(Collected data entries)
»»
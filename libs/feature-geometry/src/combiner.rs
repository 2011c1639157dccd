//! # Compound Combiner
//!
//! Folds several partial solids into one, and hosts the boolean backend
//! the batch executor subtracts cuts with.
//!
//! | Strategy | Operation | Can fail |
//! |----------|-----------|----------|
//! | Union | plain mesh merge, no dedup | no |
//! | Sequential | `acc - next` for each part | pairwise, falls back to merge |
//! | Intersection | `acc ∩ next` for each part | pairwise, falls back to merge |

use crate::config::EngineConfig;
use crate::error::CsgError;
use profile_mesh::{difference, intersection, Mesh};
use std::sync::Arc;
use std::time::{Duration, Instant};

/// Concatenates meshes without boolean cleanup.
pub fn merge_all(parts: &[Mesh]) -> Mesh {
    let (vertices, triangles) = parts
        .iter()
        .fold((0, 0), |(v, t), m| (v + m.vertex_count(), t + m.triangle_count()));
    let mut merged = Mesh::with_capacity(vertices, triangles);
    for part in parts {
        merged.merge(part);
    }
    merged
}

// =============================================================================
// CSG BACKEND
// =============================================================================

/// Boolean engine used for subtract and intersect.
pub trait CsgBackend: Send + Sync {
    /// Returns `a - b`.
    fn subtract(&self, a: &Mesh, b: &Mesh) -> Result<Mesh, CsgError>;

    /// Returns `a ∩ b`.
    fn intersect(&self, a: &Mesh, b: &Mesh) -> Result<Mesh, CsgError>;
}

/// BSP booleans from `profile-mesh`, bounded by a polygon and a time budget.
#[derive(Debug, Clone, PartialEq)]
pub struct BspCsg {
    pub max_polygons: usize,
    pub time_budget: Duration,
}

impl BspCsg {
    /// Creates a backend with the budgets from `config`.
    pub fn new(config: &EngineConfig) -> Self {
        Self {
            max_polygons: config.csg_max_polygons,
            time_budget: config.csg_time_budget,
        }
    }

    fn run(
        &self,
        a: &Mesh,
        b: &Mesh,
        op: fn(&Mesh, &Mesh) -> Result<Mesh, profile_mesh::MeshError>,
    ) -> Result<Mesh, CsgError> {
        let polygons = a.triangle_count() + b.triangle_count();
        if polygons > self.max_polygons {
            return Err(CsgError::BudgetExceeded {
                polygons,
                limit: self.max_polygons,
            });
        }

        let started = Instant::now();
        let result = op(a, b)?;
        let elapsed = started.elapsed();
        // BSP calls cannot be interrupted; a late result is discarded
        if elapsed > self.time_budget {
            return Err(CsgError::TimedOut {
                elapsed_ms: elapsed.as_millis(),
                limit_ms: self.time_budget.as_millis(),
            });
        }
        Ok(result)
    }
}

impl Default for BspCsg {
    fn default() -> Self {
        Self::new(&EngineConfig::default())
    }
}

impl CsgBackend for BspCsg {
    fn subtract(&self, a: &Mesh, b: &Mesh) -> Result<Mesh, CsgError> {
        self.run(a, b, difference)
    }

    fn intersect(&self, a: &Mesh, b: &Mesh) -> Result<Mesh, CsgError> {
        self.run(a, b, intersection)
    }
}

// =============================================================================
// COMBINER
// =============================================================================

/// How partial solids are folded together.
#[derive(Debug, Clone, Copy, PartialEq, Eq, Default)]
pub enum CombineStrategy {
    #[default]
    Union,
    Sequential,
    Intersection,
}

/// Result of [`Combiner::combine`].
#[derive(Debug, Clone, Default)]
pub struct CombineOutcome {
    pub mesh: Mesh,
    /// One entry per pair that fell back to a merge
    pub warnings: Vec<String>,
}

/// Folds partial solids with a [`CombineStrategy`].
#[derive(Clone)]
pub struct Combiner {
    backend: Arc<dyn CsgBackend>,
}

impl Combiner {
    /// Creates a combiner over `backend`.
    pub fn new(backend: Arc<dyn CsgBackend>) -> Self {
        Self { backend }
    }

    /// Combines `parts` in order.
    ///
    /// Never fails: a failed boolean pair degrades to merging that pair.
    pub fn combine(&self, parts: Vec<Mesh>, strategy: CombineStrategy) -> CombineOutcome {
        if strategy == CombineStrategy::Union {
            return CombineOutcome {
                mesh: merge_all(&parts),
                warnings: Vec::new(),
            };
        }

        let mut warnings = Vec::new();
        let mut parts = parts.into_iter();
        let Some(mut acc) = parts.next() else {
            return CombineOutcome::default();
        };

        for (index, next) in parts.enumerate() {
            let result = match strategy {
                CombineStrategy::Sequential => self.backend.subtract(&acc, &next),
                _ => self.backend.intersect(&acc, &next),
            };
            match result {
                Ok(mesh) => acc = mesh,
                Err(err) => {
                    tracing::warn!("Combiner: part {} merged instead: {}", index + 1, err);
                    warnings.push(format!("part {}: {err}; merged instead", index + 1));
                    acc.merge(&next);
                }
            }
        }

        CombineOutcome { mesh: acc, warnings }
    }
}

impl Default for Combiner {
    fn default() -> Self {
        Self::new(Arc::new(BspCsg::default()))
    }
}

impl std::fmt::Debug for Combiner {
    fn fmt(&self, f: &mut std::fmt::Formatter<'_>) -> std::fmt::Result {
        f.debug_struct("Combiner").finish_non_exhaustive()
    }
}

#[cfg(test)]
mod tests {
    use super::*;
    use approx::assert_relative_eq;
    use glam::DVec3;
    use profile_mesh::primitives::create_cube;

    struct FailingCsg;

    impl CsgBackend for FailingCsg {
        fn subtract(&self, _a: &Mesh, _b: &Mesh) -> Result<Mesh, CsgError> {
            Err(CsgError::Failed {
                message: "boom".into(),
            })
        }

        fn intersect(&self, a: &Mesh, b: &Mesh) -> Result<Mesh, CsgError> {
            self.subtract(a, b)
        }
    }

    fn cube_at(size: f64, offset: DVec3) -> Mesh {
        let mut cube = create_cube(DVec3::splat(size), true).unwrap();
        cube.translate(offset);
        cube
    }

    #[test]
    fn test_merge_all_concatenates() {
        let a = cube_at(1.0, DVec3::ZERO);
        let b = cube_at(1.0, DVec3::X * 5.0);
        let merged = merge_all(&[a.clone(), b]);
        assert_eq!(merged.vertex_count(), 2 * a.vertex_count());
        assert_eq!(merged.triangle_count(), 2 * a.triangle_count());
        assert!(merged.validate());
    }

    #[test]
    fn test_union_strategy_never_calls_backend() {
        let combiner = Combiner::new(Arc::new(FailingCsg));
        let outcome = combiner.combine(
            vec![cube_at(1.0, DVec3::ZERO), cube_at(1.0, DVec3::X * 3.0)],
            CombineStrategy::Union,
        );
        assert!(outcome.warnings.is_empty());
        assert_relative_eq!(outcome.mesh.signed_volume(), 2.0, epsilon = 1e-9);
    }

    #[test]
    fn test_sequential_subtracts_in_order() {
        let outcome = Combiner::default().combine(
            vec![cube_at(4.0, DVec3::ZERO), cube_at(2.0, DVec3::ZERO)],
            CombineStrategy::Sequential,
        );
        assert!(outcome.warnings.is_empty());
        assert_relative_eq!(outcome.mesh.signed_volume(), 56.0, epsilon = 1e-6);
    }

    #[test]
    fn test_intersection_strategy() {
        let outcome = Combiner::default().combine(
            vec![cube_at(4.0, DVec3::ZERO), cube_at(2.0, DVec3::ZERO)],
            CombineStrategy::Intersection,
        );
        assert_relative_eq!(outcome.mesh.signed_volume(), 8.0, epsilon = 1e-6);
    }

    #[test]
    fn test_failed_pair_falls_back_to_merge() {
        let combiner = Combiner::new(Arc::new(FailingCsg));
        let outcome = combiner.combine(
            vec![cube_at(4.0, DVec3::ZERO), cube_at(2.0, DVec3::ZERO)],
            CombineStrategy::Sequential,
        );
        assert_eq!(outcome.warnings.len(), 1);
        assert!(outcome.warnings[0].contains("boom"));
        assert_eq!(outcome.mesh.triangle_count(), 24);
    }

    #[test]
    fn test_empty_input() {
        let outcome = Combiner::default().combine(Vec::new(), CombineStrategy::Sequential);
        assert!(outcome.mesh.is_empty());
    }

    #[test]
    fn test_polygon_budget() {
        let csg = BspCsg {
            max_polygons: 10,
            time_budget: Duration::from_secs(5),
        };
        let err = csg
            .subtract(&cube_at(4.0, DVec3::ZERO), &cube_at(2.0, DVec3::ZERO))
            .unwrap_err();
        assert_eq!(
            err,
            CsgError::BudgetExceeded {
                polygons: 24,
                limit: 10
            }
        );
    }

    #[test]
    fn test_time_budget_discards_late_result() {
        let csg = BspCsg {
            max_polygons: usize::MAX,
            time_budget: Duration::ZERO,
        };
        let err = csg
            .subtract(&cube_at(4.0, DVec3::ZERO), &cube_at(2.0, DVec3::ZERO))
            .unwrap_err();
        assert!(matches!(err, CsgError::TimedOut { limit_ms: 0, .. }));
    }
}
««
»»
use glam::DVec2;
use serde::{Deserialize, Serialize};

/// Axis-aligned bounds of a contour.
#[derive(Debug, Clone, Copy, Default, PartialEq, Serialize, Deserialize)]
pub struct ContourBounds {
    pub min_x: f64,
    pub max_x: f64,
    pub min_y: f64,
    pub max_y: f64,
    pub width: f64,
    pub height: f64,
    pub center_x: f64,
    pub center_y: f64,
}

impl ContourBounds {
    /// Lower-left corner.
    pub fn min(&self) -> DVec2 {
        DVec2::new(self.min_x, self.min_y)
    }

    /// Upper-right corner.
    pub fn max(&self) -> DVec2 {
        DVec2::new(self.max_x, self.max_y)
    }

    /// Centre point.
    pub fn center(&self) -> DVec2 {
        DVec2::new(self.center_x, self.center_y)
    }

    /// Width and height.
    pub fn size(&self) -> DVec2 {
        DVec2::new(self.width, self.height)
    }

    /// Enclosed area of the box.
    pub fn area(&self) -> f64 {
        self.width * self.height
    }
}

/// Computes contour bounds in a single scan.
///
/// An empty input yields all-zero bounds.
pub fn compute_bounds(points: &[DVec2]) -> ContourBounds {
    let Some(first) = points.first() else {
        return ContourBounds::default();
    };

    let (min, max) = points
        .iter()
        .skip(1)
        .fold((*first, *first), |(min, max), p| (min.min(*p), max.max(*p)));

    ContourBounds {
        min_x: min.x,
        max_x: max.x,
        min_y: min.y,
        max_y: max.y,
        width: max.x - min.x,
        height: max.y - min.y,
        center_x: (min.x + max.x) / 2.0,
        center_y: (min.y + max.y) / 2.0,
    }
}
««
(Work request) All lines in the records above with "Deserialize" need to be found and copied.

(Reply)
use serde::{Deserialize, Serialize};
#[derive(Debug, Clone, Copy, Default, PartialEq, Serialize, Deserialize)]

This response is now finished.